# Preparing the data

In [3]:
from sklearn.metrics import accuracy_score, precision_score, recall_score
from nltk.probability import FreqDist
import pandas as pd
import ast
import fs

In [17]:
PROCESSED_FILES_DIR = fs.open_fs("MCD-NLP-HPT/data/processed")
TRAIN_DIR = PROCESSED_FILES_DIR.getsyspath("train.csv")
TEST_DIR = PROCESSED_FILES_DIR.getsyspath("test.csv")
VAL_DIR = PROCESSED_FILES_DIR.getsyspath("validation.csv")

INTERIM_COMMENTS_CLEANED_ONLY_SW_DIR = INTERIM_FILES_DIR.getsyspath("Comments_cleaned_only_sw.csv")
TRAIN_ONLY_SW_DIR = PROCESSED_FILES_DIR.getsyspath("train_only_sw.csv")
TEST_ONLY_SW_DIR = PROCESSED_FILES_DIR.getsyspath("test_only_sw.csv")
VAL_ONLY_SW_DIR = PROCESSED_FILES_DIR.getsyspath("validation_only_sw.csv")

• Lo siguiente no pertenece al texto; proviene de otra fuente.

use serde::Deserialize;
use serde_json::Value;

use crate::error::{CatalogueError, Result};
use crate::model::{
    AttributeSpec, GeoRelation, GeoSpec, GeometryType, SearchSpec, TextSpec,
};

/// Raw search/count query parameters, exactly as the wire contract names
/// them. Array-shaped params (`property`, `value`, `coordinates`, `filter`)
/// arrive as JSON-encoded strings.
#[derive(Debug, Clone, Default, Deserialize)]
pub struct SearchParams {
    pub property: Option<String>,
    pub value: Option<String>,
    pub geoproperty: Option<String>,
    pub georel: Option<String>,
    pub geometry: Option<String>,
    pub coordinates: Option<String>,
    #[serde(rename = "maxDistance")]
    pub max_distance: Option<f64>,
    pub q: Option<String>,
    pub filter: Option<String>,
    pub limit: Option<usize>,
    pub offset: Option<usize>,
}

/// Decode the wire params into a [`SearchSpec`]. Mode detection order is
/// attribute, then geo, then text; the modes stack rather than exclude each
/// other, and the compiler rejects requests where none is present.
pub fn decode(params: &SearchParams, instance: Option<String>) -> Result<SearchSpec> {
    let mut spec = SearchSpec {
        limit: params.limit,
        offset: params.offset,
        instance,
        ..SearchSpec::default()
    };

    if let (Some(property), Some(value)) = (&params.property, &params.value) {
        spec.attribute = Some(AttributeSpec {
            properties: string_list(property, "property")?,
            value_groups: string_list_groups(value, "value")?,
        });
    }

    let geo_fields = [
        &params.geoproperty,
        &params.georel,
        &params.geometry,
        &params.coordinates,
    ];
    if geo_fields.iter().all(|f| f.is_some()) {
        spec.geo = Some(decode_geo(params)?);
    }

    if let Some(q) = &params.q {
        if !q.trim().is_empty() {
            spec.text = Some(TextSpec { q: q.clone() });
        }
    }

    if let Some(filter) = &params.filter {
        spec.filter = Some(string_list(filter, "filter")?);
    }

    Ok(spec)
}

fn decode_geo(params: &SearchParams) -> Result<GeoSpec> {
    let geometry_raw = params.geometry.as_deref().unwrap_or_default();
    let geometry = GeometryType::from_str(geometry_raw).ok_or_else(|| {
        CatalogueError::InvalidGeoValue(format!("unknown geometry: {}", geometry_raw))
    })?;
    let georel_raw = params.georel.as_deref().unwrap_or_default();
    let relation = GeoRelation::from_str(georel_raw).ok_or_else(|| {
        CatalogueError::InvalidGeoValue(format!("unknown georel: {}", georel_raw))
    })?;
    let coordinates: Value = params
        .coordinates
        .as_deref()
        .map(serde_json::from_str)
        .transpose()
        .map_err(|e| {
            CatalogueError::InvalidGeoValue(format!("malformed coordinates: {}", e))
        })?
        .unwrap_or(Value::Null);
    Ok(GeoSpec {
        property: params.geoproperty.clone().unwrap_or_default(),
        relation,
        geometry,
        coordinates,
        max_distance: params.max_distance,
    })
}

fn string_list(raw: &str, name: &str) -> Result<Vec<String>> {
    serde_json::from_str(raw).map_err(|_| {
        CatalogueError::InvalidParamValue(format!(
            "{} must be a JSON array of strings: {}",
            name, raw
        ))
    })
}

fn string_list_groups(raw: &str, name: &str) -> Result<Vec<Vec<String>>> {
    serde_json::from_str(raw).map_err(|_| {
        CatalogueError::InvalidParamValue(format!(
            "{} must be a JSON array of string arrays: {}",
            name, raw
        ))
    })
}
use std::sync::Arc;
use std::time::Duration;

use axum::serve;
use catalogue_server::api::{create_router, ApiContext};
use catalogue_server::config::AppConfig;
use catalogue_server::store::{AcceptAllValidator, InMemoryStore, RestStore, SchemaValidator};
use tokio::net::TcpListener;

#[tokio::main]
async fn main() -> anyhow::Result<()> {
    // Load environment variables from .env file if it exists
    dotenvy::dotenv().ok();

    use env_logger::Builder;
    use log::LevelFilter;

    Builder::new()
        .filter_level(LevelFilter::Info)
        .init();

    println!("Catalogue Server: federated data-exchange metadata catalogue");

    let config = AppConfig::load()?;
    println!(
        "Configuration loaded: server={}:{}",
        config.server.host, config.server.port
    );

    let timeout = Duration::from_secs(config.store.timeout_secs);
    let validator: Arc<dyn SchemaValidator> = Arc::new(AcceptAllValidator);

    match &config.store.url {
        Some(url) => {
            println!("Using document engine at {} (index {})", url, config.store.index);
            let store = Arc::new(RestStore::new(url.clone(), config.store.index.clone()));
            let ctx = ApiContext::new(store, validator, timeout);
            run(create_router().with_state(ctx), &config).await?;
        }
        None => {
            println!("No store URL configured, running on the in-memory store");
            let store = Arc::new(InMemoryStore::new());
            let ctx = ApiContext::new(store, validator, timeout);
            run(create_router().with_state(ctx), &config).await?;
        }
    }

    Ok(())
}

async fn run(app: axum::Router, config: &AppConfig) -> anyhow::Result<()> {
    let bind_address = config.server_address();
    let listener = TcpListener::bind(&bind_address).await?;
    println!("Catalogue server running on http://{}", bind_address);

    serve(listener, app).await?;

    Ok(())
}
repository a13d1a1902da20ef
pub mod assembler;
pub mod compiler;
pub mod criteria;
pub mod geo;
pub mod hierarchy;
pub mod limits;
pub mod relationship;

pub use assembler::ResultAssembler;
pub use compiler::QueryCompiler;
pub use criteria::CriterionBuilders;
pub use geo::GeoShapeBuilder;
pub use hierarchy::ItemHierarchyResolver;
pub use limits::QueryChecks;
pub use relationship::{RelationshipKey, RelationshipTraversalEngine};
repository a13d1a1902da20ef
use serde::{Deserialize, Serialize};
use serde_json::Value;

use crate::model::GeoRelation;

/// Backend-agnostic query tree. Externally tagged so the serialized form
/// reads like the engine's own clause vocabulary:
/// `{"bool": {"must": [...], "filter": [...]}}`, `{"term": {...}}` etc.
/// A non-empty `should` list requires at least one of its clauses to match.
#[derive(Debug, Clone, PartialEq, Serialize, Deserialize)]
#[serde(rename_all = "snake_case")]
pub enum QueryNode {
    Bool {
        #[serde(default, skip_serializing_if = "Vec::is_empty")]
        must: Vec<QueryNode>,
        #[serde(default, skip_serializing_if = "Vec::is_empty")]
        filter: Vec<QueryNode>,
        #[serde(default, skip_serializing_if = "Vec::is_empty")]
        should: Vec<QueryNode>,
    },
    Term {
        field: String,
        value: Value,
    },
    Terms {
        field: String,
        values: Vec<Value>,
    },
    QueryString {
        query: String,
    },
    GeoShape {
        field: String,
        relation: GeoRelation,
        shape: GeoShape,
    },
    MatchAll,
}

impl QueryNode {
    pub fn term(field: impl Into<String>, value: impl Into<Value>) -> QueryNode {
        QueryNode::Term {
            field: field.into(),
            value: value.into(),
        }
    }

    pub fn terms(field: impl Into<String>, values: Vec<Value>) -> QueryNode {
        QueryNode::Terms {
            field: field.into(),
            values,
        }
    }

    pub fn must(clauses: Vec<QueryNode>) -> QueryNode {
        QueryNode::Bool {
            must: clauses,
            filter: Vec::new(),
            should: Vec::new(),
        }
    }

    pub fn should(clauses: Vec<QueryNode>) -> QueryNode {
        QueryNode::Bool {
            must: Vec::new(),
            filter: Vec::new(),
            should: clauses,
        }
    }
}

/// Shape operand of a geo clause. The `type` discriminator serializes to the
/// same literal the request used for the geometry name, which is what the
/// backing engine keys its shape parsing on.
#[derive(Debug, Clone, PartialEq, Serialize, Deserialize)]
#[serde(tag = "type")]
pub enum GeoShape {
    Point {
        coordinates: [f64; 2],
        /// Search radius, meters with unit suffix (e.g. "500m").
        radius: String,
    },
    Polygon {
        coordinates: Vec<Vec<[f64; 2]>>,
    },
    LineString {
        coordinates: Vec<[f64; 2]>,
    },
    #[serde(rename = "bbox")]
    Bbox {
        coordinates: Vec<[f64; 2]>,
    },
}

/// Terms aggregation over one keyword field (distinct values + counts).
#[derive(Debug, Clone, PartialEq, Serialize, Deserialize)]
pub struct Aggregation {
    pub field: String,
    pub size: usize,
}

/// Compiled plan: one query tree plus paging, optional projection and the
/// composite mode tag. Consumed exactly once by the store gateway.
#[derive(Debug, Clone, PartialEq, Serialize, Deserialize)]
pub struct QueryPlan {
    pub query: QueryNode,
    pub limit: usize,
    pub offset: usize,
    #[serde(skip_serializing_if = "Option::is_none")]
    pub source_fields: Option<Vec<String>>,
    #[serde(skip_serializing_if = "Option::is_none")]
    pub aggregation: Option<Aggregation>,
    pub mode_tag: String,
}

impl QueryPlan {
    pub const DEFAULT_LIMIT: usize = 100;

    pub fn new(query: QueryNode, mode_tag: impl Into<String>) -> QueryPlan {
        QueryPlan {
            query,
            limit: Self::DEFAULT_LIMIT,
            offset: 0,
            source_fields: None,
            aggregation: None,
            mode_tag: mode_tag.into(),
        }
    }
}
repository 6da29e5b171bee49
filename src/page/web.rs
//! Browser [`Page`] backed by `web-sys`.
//!
//! Elements are located by id on every call so that the controller keeps
//! working across re-renders of the surrounding shell; a missing element is
//! skipped, never an error.

use wasm_bindgen::JsCast as _;
use web_sys::{Document, HtmlElement, Window};

use crate::{
    animation::timeline::FrameStyle,
    foundation::core::Viewport,
    page::surface::{Element, Fade, Page},
};

/// Default DOM ids for each [`Element`].
pub fn default_element_id(element: Element) -> &'static str {
    match element {
        Element::LoadingOverlay => "unfurl-loading-overlay",
        Element::ProgressBar => "unfurl-progress-bar",
        Element::ScrollPrompt => "unfurl-scroll-prompt",
        Element::InteractionHint => "unfurl-interaction-hint",
        Element::Curtain => "unfurl-curtain",
        Element::Frame => "unfurl-frame",
        Element::Content => "unfurl-content",
        Element::ScrollIndicator => "unfurl-scroll-indicator",
    }
}

/// Live DOM page.
pub struct WebPage {
    window: Window,
    document: Document,
    element_id: fn(Element) -> &'static str,
}

impl core::fmt::Debug for WebPage {
    fn fmt(&self, f: &mut core::fmt::Formatter<'_>) -> core::fmt::Result {
        f.debug_struct("WebPage")
            .field("window", &"Window")
            .field("document", &"Document")
            .finish()
    }
}

impl WebPage {
    /// Bind to the global `window`; `None` outside a browser context.
    pub fn from_window() -> Option<Self> {
        let window = web_sys::window()?;
        let document = window.document()?;
        Some(Self {
            window,
            document,
            element_id: default_element_id,
        })
    }

    pub fn with_element_ids(mut self, element_id: fn(Element) -> &'static str) -> Self {
        self.element_id = element_id;
        self
    }

    fn element(&self, element: Element) -> Option<HtmlElement> {
        self.document
            .get_element_by_id((self.element_id)(element))?
            .dyn_into::<HtmlElement>()
            .ok()
    }

    fn set_style(el: &HtmlElement, name: &str, value: &str) {
        if el.style().set_property(name, value).is_err() {
            tracing::warn!(name, value, "style write rejected");
        }
    }
}

impl Page for WebPage {
    fn viewport(&self) -> Viewport {
        let read = |v: Result<wasm_bindgen::JsValue, wasm_bindgen::JsValue>| {
            v.ok().and_then(|v| v.as_f64()).unwrap_or(0.0)
        };
        Viewport::new(
            read(self.window.inner_width()),
            read(self.window.inner_height()),
        )
    }

    fn scroll_offset(&self) -> f64 {
        self.window.scroll_y().unwrap_or(0.0)
    }

    fn scroll_to(&mut self, offset: f64) {
        self.window.scroll_to_with_x_and_y(0.0, offset);
    }

    fn set_scroll_suppressed(&mut self, suppressed: bool) {
        let Some(body) = self.document.body() else {
            tracing::warn!("document has no body; scroll suppression skipped");
            return;
        };
        if suppressed {
            Self::set_style(&body, "overflow", "hidden");
        } else if body.style().remove_property("overflow").is_err() {
            tracing::warn!("failed to clear body overflow");
        }
    }

    fn set_smooth_scroll(&mut self, enabled: bool) {
        let Some(root) = self
            .document
            .document_element()
            .and_then(|el| el.dyn_into::<HtmlElement>().ok())
        else {
            return;
        };
        Self::set_style(
            &root,
            "scroll-behavior",
            if enabled { "smooth" } else { "auto" },
        );
    }

    fn is_mounted(&self, element: Element) -> bool {
        self.element(element).is_some()
    }

    fn fade(&mut self, element: Element, fade: Fade) {
        let Some(el) = self.element(element) else {
            return;
        };
        let transition = format!("opacity {}ms {}", fade.duration_ms, fade.ease.css());
        Self::set_style(&el, "transition", &transition);
        Self::set_style(&el, "opacity", &fade.to.to_string());
    }

    fn set_loading_progress(&mut self, percent: f64) {
        if let Some(el) = self.element(Element::ProgressBar) {
            Self::set_style(&el, "width", &format!("{percent}%"));
        }
    }

    fn apply_frame(&mut self, style: &FrameStyle) {
        let Some(frame) = self.element(Element::Frame) else {
            return;
        };
        Self::set_style(&frame, "width", &format!("{}vw", style.width_vw));
        Self::set_style(&frame, "height", &format!("{}vh", style.height_vh));
        Self::set_style(&frame, "border-radius", &format!("{}px", style.radius_px));
        Self::set_style(
            &frame,
            "box-shadow",
            &format!(
                "0 0 {}px rgba(255,255,255,0.08), inset 0 0 30px rgba(255,255,255,{})",
                style.shadow_px,
                style.glow_opacity * 0.1
            ),
        );
        Self::set_style(
            &frame,
            "outline",
            &format!("1px solid rgba(255,255,255,{})", style.outline_opacity),
        );
        if let Some(indicator) = self.element(Element::ScrollIndicator) {
            Self::set_style(&indicator, "opacity", &style.indicator_opacity.to_string());
        }
    }
}
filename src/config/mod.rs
pub(crate) mod model;
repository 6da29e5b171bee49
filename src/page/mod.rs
pub(crate) mod memory;
pub(crate) mod surface;
#[cfg(feature = "web")]
pub(crate) mod web;
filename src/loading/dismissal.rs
use crate::{
    config::model::DismissConfig,
    runtime::{
        listeners::{EventKind, Listeners, Owner},
        scheduler::{Scheduler, Task, TimerId},
    },
};

/// What ended the loading phase.
#[derive(Clone, Copy, Debug, PartialEq, Eq, Hash, serde::Serialize, serde::Deserialize)]
#[serde(rename_all = "snake_case")]
pub enum DismissReason {
    Click,
    Wheel,
    TouchMove,
    Scroll,
    Key,
    Timeout,
}

/// Single-fire latch.
#[derive(Clone, Copy, Debug, PartialEq, Eq, serde::Serialize)]
#[serde(rename_all = "snake_case", tag = "state", content = "reason")]
pub enum DismissalState {
    Pending,
    Fired(DismissReason),
}

/// Decides when loading ends. First writer wins; every later request is a
/// no-op regardless of its source.
#[derive(Debug)]
pub struct DismissalGate {
    config: DismissConfig,
    state: DismissalState,
    armed: bool,
    timeout: Option<TimerId>,
}

impl DismissalGate {
    /// Sources the gate listens to once armed.
    pub const LISTENS: [EventKind; 5] = [
        EventKind::Click,
        EventKind::Wheel,
        EventKind::TouchMove,
        EventKind::Scroll,
        EventKind::KeyDown,
    ];

    pub fn new(config: &DismissConfig) -> Self {
        Self {
            config: *config,
            state: DismissalState::Pending,
            armed: false,
            timeout: None,
        }
    }

    /// Register listeners before loading completes, when early dismissal is allowed.
    pub fn attach_early(&mut self, listeners: &mut Listeners) {
        if self.config.allow_early && self.state == DismissalState::Pending {
            listeners.replace_owner(Owner::Dismissal, &Self::LISTENS);
        }
    }

    /// Loading reached 100: accept every trigger and start the timeout grace window.
    pub fn arm(&mut self, listeners: &mut Listeners, sched: &mut Scheduler) {
        if self.armed || self.state != DismissalState::Pending {
            return;
        }
        self.armed = true;
        listeners.replace_owner(Owner::Dismissal, &Self::LISTENS);
        self.timeout = Some(sched.after(self.config.grace_ms, Task::DismissTimeout));
        tracing::debug!(grace_ms = self.config.grace_ms, "dismissal armed");
    }

    fn accepts(&self, reason: DismissReason) -> bool {
        match reason {
            DismissReason::Timeout => self.armed,
            _ => self.armed || self.config.allow_early,
        }
    }

    /// Map a native scroll offset to a dismiss trigger.
    pub fn scroll_trigger(&self, offset: f64) -> Option<DismissReason> {
        (offset > self.config.scroll_threshold_px).then_some(DismissReason::Scroll)
    }

    /// Returns the winning reason if this call fired the latch.
    pub fn request_dismiss(
        &mut self,
        reason: DismissReason,
        listeners: &mut Listeners,
        sched: &mut Scheduler,
    ) -> Option<DismissReason> {
        if let DismissalState::Fired(first) = self.state {
            tracing::trace!(?reason, ?first, "dismissal already fired");
            return None;
        }
        if !self.accepts(reason) {
            tracing::trace!(?reason, "dismissal not armed yet");
            return None;
        }
        self.state = DismissalState::Fired(reason);
        self.teardown(listeners, sched);
        tracing::debug!(?reason, "loading dismissed");
        Some(reason)
    }

    /// The timeout task ran; its handle is spent.
    pub fn timeout_elapsed(&mut self) {
        self.timeout = None;
    }

    /// Remove listeners and the pending timeout without touching the latch.
    pub fn teardown(&mut self, listeners: &mut Listeners, sched: &mut Scheduler) {
        listeners.remove_owner(Owner::Dismissal);
        if let Some(id) = self.timeout.take() {
            sched.cancel(id);
        }
    }

    /// Page reinitialization.
    pub fn reset(&mut self, listeners: &mut Listeners, sched: &mut Scheduler) {
        self.teardown(listeners, sched);
        self.state = DismissalState::Pending;
        self.armed = false;
    }

    pub fn state(&self) -> DismissalState {
        self.state
    }

    pub fn is_fired(&self) -> bool {
        matches!(self.state, DismissalState::Fired(_))
    }

    pub fn is_armed(&self) -> bool {
        self.armed
    }
}

#[cfg(test)]
#[path = "../../tests/unit/loading/dismissal.rs"]
mod tests;
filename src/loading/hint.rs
use crate::runtime::listeners::{EventKind, Listeners, Owner};

/// Hides the "click & drag to interact" hint on the first pointer or touch
/// interaction, once.
#[derive(Debug, Default)]
pub struct HintLatch {
    dismissed: bool,
}

impl HintLatch {
    pub const LISTENS: [EventKind; 2] = [EventKind::PointerDown, EventKind::TouchStart];

    pub fn new() -> Self {
        Self::default()
    }

    pub fn attach(&mut self, listeners: &mut Listeners) {
        if !self.dismissed {
            listeners.replace_owner(Owner::Hint, &Self::LISTENS);
        }
    }

    /// Returns `true` the first time only.
    pub fn on_interaction(&mut self, listeners: &mut Listeners) -> bool {
        if self.dismissed {
            return false;
        }
        self.dismissed = true;
        listeners.remove_owner(Owner::Hint);
        true
    }

    pub fn detach(&mut self, listeners: &mut Listeners) {
        listeners.remove_owner(Owner::Hint);
    }

    pub fn reset(&mut self) {
        self.dismissed = false;
    }

    pub fn is_dismissed(&self) -> bool {
        self.dismissed
    }
}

### Clase principal para el algoritmo

Recuerda que la clase más probable viene dada por (en espacio de cómputo logarítmico): 


$$\hat{c} = {\arg \max}_{(c)}\log{P(c)}
 +\sum_{i=1}^n
\log{ P(f_i \vert c)}
$$

Donde, para evitar casos atípicos, usaremos el suavizado de Laplace así:

$$
P(f_i \vert c) = \frac{C(f_i, c)+1}{C(c) + \vert V \vert}
$$

siendo $\vert V \vert$ la longitud del vocabulario de nuestro conjunto de entrenamiento. 

In [18]:
import math
from collections import defaultdict
from nltk.probability import FreqDist
import numpy as np


class NaiveBayesClassifier:
    def __init__(self):
        self.unique_classes = set()
        self.vocab = set()
        self.class_count = {}  # C(c)
        self.log_class_prior_prob = {}  # P(c)
        self.word_conditional_counts = defaultdict(lambda: defaultdict(float))  # C(w|c)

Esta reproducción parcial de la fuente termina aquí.